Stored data
******************************

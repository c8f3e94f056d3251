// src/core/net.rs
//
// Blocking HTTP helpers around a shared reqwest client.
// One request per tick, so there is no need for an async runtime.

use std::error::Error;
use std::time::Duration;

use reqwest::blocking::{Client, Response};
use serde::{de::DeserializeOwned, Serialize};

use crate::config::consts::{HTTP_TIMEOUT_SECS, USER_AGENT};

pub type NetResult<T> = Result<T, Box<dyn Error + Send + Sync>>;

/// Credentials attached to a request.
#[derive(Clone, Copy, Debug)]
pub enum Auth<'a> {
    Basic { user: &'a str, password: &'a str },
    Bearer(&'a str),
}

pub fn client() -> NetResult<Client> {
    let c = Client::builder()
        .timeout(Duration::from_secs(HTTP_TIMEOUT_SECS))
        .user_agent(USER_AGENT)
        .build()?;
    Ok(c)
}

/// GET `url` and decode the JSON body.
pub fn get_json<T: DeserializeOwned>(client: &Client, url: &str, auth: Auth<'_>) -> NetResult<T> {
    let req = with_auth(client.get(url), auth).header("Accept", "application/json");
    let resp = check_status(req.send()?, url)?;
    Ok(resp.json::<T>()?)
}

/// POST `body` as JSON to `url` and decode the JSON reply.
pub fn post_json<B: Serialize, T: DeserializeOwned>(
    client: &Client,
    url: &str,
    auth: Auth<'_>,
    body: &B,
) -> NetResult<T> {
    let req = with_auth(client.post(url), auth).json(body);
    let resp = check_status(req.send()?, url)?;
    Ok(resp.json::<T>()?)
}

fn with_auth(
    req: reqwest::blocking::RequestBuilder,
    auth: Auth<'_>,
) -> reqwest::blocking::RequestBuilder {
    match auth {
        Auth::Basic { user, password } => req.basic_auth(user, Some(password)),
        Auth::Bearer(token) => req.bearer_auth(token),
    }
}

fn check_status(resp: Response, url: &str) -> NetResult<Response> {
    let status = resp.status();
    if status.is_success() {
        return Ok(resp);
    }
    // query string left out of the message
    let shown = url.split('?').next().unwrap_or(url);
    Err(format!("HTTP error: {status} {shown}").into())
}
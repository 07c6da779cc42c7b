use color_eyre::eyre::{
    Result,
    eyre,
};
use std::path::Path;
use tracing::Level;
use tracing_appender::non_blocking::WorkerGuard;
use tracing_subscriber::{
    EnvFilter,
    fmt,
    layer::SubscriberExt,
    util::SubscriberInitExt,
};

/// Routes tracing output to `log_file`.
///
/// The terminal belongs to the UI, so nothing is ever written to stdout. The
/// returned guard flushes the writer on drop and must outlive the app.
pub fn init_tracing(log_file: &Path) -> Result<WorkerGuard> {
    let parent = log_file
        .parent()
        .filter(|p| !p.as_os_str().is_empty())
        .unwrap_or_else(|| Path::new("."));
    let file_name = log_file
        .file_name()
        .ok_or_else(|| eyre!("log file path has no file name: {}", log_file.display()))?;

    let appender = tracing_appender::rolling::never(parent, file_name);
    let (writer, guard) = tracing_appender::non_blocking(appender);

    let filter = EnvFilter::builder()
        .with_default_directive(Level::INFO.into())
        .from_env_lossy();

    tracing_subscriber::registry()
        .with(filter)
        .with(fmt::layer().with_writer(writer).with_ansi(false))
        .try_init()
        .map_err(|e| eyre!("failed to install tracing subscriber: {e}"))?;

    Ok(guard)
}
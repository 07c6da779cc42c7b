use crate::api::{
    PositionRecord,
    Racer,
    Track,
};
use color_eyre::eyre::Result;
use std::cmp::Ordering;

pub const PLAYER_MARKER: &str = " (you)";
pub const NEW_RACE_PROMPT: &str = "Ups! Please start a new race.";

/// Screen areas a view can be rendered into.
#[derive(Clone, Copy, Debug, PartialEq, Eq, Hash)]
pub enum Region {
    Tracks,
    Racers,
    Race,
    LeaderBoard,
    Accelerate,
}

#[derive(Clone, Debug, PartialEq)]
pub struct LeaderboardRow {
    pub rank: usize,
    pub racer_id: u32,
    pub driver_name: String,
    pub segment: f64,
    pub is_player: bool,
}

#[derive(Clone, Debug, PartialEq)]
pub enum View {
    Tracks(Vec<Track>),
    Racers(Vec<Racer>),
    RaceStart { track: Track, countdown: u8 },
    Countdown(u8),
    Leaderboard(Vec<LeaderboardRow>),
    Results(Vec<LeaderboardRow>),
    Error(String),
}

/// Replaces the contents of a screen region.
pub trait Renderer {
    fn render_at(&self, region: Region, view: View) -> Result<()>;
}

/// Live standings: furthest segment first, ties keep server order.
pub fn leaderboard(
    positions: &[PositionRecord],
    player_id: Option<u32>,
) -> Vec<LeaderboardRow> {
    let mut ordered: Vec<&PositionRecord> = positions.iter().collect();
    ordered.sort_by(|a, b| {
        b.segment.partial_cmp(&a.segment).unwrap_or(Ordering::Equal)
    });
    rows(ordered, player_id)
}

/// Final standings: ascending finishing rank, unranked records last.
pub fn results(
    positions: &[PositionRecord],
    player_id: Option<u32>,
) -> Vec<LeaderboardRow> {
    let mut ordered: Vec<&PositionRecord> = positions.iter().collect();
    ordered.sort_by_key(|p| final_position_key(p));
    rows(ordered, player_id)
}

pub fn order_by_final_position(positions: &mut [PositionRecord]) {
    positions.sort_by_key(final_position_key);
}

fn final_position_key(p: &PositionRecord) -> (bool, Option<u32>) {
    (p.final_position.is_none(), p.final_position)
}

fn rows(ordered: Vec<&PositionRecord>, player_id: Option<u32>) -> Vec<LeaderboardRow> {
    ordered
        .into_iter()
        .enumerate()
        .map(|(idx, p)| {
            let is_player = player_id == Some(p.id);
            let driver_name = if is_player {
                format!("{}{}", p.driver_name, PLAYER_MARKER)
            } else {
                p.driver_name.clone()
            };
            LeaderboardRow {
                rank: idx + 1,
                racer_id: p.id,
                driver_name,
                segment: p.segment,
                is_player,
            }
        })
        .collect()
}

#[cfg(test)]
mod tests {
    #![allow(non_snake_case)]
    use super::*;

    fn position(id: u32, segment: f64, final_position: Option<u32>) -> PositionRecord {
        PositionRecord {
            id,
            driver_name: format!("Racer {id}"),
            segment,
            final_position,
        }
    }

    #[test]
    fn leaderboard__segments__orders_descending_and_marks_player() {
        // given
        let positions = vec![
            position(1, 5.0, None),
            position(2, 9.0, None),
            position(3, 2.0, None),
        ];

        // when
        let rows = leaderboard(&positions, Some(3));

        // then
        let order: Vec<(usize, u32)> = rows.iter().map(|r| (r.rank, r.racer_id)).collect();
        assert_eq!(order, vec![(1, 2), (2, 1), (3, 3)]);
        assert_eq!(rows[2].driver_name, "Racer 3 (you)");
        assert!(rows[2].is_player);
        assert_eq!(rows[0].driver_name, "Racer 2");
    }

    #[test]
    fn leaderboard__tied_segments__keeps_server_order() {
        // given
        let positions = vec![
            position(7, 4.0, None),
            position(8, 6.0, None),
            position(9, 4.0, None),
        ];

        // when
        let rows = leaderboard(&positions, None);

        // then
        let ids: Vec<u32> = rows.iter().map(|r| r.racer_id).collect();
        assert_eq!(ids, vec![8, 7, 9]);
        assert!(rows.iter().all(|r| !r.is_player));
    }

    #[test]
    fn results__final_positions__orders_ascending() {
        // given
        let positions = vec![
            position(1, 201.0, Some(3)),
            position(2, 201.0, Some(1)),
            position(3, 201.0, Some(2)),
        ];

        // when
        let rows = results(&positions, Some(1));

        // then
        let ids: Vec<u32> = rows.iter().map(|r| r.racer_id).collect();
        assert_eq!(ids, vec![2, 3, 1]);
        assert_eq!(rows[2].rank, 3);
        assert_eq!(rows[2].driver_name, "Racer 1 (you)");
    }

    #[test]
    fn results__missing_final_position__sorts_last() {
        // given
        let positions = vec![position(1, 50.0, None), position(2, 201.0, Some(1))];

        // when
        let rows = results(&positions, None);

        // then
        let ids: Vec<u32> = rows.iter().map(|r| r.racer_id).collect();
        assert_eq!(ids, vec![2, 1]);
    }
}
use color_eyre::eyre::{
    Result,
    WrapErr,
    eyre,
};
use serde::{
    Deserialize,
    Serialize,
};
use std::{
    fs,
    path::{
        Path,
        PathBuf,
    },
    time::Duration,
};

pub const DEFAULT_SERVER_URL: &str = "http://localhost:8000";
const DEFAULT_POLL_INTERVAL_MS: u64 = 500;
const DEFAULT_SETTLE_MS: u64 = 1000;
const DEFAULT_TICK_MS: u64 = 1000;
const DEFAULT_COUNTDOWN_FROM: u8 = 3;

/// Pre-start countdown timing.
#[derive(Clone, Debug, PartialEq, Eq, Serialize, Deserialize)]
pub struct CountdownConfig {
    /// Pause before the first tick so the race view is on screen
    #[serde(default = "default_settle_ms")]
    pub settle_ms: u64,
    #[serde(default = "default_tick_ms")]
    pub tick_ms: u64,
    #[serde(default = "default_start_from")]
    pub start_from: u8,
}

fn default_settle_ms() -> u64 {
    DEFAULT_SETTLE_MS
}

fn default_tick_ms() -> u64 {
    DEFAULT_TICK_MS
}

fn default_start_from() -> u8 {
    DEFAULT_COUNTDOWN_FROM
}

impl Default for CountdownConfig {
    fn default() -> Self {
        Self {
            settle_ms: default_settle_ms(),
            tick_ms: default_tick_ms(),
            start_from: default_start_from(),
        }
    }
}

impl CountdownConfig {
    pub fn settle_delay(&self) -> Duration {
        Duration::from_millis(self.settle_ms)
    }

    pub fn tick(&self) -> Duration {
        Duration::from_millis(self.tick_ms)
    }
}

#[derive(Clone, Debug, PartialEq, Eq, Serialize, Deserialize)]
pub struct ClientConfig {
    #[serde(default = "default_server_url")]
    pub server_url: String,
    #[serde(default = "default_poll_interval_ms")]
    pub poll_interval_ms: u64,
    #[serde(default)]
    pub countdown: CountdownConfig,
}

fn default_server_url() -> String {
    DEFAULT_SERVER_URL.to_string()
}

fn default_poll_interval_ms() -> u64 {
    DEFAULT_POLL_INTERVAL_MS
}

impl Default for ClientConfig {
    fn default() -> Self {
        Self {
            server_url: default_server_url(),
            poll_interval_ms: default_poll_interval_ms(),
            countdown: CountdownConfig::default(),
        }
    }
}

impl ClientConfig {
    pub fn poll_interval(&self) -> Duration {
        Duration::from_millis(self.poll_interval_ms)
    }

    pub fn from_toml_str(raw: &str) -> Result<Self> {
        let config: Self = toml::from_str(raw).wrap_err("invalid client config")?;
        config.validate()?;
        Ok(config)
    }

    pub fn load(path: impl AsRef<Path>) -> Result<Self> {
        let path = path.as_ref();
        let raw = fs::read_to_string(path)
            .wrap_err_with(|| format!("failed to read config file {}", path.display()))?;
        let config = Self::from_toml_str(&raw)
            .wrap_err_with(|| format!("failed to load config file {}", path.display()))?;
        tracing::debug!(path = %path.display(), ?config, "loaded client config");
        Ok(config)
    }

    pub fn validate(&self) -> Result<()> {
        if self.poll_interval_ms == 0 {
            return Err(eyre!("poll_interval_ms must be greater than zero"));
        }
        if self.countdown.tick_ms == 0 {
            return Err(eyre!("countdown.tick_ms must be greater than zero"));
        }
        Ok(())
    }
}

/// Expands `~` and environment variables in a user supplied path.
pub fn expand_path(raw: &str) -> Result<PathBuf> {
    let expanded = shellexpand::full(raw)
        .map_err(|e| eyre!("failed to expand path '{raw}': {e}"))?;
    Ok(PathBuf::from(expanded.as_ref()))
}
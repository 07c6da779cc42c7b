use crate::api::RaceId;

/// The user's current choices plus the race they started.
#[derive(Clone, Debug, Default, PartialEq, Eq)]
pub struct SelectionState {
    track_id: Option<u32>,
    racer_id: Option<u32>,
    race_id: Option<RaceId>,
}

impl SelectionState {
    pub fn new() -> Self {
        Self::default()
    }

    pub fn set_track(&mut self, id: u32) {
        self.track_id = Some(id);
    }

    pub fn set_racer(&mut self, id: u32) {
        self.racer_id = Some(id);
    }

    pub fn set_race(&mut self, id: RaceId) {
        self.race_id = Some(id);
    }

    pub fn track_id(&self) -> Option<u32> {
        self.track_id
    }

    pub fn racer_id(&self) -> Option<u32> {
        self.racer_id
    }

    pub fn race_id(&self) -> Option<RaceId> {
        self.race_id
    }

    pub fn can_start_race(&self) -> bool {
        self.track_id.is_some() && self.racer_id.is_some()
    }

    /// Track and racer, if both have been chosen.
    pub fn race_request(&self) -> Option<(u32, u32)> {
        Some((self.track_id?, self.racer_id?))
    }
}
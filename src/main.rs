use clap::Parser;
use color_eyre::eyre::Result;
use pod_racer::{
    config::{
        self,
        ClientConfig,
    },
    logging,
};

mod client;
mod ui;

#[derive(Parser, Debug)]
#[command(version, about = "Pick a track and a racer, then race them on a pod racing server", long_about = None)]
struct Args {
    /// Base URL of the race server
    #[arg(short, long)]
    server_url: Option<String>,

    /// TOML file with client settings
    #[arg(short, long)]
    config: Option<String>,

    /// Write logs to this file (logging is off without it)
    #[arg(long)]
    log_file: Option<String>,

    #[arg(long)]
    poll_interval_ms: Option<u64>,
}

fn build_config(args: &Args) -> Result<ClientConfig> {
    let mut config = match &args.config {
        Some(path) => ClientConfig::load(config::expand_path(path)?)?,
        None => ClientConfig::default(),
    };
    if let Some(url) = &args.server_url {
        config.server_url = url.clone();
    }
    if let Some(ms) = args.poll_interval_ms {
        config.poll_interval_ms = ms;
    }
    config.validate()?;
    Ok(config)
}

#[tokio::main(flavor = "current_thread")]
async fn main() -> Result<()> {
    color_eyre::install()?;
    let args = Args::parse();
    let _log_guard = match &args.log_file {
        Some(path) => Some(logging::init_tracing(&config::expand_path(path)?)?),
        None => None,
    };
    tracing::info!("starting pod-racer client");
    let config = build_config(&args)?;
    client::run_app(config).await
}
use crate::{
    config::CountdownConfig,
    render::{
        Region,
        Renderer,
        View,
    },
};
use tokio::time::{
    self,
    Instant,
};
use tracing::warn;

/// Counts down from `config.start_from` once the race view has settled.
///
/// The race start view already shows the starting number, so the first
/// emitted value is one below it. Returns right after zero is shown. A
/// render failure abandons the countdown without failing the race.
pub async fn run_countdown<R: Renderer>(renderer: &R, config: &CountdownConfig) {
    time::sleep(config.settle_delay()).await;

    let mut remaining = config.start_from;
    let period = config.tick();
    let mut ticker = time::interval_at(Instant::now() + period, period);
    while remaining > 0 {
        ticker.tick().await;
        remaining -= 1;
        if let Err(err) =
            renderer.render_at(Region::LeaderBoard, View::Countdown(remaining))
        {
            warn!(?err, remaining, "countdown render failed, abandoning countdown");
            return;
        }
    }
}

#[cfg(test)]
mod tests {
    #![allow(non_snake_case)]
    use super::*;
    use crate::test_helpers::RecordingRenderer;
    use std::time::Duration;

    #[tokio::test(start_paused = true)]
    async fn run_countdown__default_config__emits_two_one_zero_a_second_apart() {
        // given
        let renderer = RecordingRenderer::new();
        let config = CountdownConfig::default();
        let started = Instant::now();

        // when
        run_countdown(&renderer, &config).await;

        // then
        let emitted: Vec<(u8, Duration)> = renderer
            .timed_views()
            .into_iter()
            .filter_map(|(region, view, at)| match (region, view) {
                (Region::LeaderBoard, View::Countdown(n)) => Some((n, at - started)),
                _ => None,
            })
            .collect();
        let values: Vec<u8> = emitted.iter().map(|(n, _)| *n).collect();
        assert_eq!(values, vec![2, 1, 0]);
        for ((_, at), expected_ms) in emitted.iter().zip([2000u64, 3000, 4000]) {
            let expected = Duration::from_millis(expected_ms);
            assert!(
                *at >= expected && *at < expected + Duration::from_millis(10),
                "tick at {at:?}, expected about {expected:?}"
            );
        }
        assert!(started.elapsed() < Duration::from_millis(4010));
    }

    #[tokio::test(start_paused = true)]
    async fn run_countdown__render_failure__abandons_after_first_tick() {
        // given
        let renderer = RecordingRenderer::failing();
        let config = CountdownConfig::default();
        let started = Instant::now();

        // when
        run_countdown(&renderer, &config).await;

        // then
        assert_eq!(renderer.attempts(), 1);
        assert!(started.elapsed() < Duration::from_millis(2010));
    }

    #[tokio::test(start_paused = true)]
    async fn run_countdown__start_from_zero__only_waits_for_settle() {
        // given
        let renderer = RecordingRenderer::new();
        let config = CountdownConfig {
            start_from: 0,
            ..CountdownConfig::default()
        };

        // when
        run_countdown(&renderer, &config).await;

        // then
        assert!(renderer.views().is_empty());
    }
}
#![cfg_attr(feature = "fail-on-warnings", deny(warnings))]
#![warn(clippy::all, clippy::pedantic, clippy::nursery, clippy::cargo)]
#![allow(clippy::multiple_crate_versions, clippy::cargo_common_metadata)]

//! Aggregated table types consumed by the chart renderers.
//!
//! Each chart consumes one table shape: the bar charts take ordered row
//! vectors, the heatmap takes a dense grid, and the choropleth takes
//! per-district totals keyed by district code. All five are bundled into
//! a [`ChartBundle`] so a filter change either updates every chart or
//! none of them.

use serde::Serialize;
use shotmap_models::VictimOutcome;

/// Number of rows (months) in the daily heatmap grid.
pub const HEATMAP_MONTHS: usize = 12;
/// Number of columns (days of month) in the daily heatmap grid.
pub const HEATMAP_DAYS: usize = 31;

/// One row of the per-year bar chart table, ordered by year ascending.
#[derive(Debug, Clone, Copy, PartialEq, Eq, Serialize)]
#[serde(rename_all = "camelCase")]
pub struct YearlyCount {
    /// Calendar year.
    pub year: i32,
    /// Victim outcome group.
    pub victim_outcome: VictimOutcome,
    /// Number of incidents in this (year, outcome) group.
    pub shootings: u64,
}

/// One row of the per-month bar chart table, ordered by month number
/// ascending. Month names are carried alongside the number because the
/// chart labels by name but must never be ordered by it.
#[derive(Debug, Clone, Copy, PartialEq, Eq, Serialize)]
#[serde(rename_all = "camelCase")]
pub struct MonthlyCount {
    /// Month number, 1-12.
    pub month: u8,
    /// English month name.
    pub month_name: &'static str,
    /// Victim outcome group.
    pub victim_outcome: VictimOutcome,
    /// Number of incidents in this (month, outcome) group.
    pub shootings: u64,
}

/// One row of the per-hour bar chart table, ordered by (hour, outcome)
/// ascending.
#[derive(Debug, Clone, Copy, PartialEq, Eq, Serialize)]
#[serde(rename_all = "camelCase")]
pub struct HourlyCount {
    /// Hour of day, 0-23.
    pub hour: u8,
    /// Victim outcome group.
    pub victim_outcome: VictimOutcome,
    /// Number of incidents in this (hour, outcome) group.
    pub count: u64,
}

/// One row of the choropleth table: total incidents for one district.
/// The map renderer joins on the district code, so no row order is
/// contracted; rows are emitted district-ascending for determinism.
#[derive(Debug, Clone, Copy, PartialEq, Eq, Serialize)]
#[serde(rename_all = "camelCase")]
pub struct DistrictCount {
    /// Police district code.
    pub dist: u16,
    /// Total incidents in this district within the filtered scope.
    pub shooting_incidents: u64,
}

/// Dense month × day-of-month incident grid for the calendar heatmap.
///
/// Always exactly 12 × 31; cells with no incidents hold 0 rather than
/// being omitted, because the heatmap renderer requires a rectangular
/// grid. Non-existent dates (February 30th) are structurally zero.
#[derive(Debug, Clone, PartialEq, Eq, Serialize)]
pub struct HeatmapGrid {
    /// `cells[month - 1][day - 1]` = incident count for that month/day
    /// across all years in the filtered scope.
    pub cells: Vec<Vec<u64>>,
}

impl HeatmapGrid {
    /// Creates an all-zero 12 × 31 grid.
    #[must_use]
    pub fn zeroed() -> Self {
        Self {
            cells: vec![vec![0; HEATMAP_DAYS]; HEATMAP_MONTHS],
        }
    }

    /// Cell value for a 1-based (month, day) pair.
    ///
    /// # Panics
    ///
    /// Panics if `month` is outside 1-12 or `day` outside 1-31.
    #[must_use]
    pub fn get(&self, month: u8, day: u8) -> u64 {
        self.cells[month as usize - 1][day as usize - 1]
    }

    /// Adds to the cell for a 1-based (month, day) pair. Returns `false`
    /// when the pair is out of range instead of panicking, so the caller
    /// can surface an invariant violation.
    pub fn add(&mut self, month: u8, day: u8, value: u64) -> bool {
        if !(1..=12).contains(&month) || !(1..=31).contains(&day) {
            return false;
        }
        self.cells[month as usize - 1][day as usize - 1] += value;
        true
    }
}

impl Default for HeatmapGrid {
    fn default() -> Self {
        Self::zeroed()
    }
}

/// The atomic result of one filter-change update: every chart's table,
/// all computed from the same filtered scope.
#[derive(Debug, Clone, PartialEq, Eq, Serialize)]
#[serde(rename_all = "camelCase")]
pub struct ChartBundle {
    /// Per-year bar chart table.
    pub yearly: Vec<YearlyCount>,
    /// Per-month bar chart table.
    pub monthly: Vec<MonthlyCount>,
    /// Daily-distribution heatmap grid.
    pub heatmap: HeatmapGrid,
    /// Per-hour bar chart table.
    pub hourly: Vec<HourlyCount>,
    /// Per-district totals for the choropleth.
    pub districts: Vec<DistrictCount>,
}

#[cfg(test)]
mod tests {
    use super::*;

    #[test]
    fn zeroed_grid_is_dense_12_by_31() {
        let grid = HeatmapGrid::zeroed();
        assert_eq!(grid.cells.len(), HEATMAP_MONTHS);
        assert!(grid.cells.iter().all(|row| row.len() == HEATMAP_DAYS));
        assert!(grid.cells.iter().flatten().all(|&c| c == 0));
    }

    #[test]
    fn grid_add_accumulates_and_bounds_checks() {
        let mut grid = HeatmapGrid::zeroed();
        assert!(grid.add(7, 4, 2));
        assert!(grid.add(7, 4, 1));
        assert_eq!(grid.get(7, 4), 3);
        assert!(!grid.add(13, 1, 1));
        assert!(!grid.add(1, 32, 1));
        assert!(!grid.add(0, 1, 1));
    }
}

******************************

## Task to carry out
Would you report every line of the entries above containing the word "Parser"?

## Finished exercise
use clap::Parser;
#[derive(Parser, Debug)]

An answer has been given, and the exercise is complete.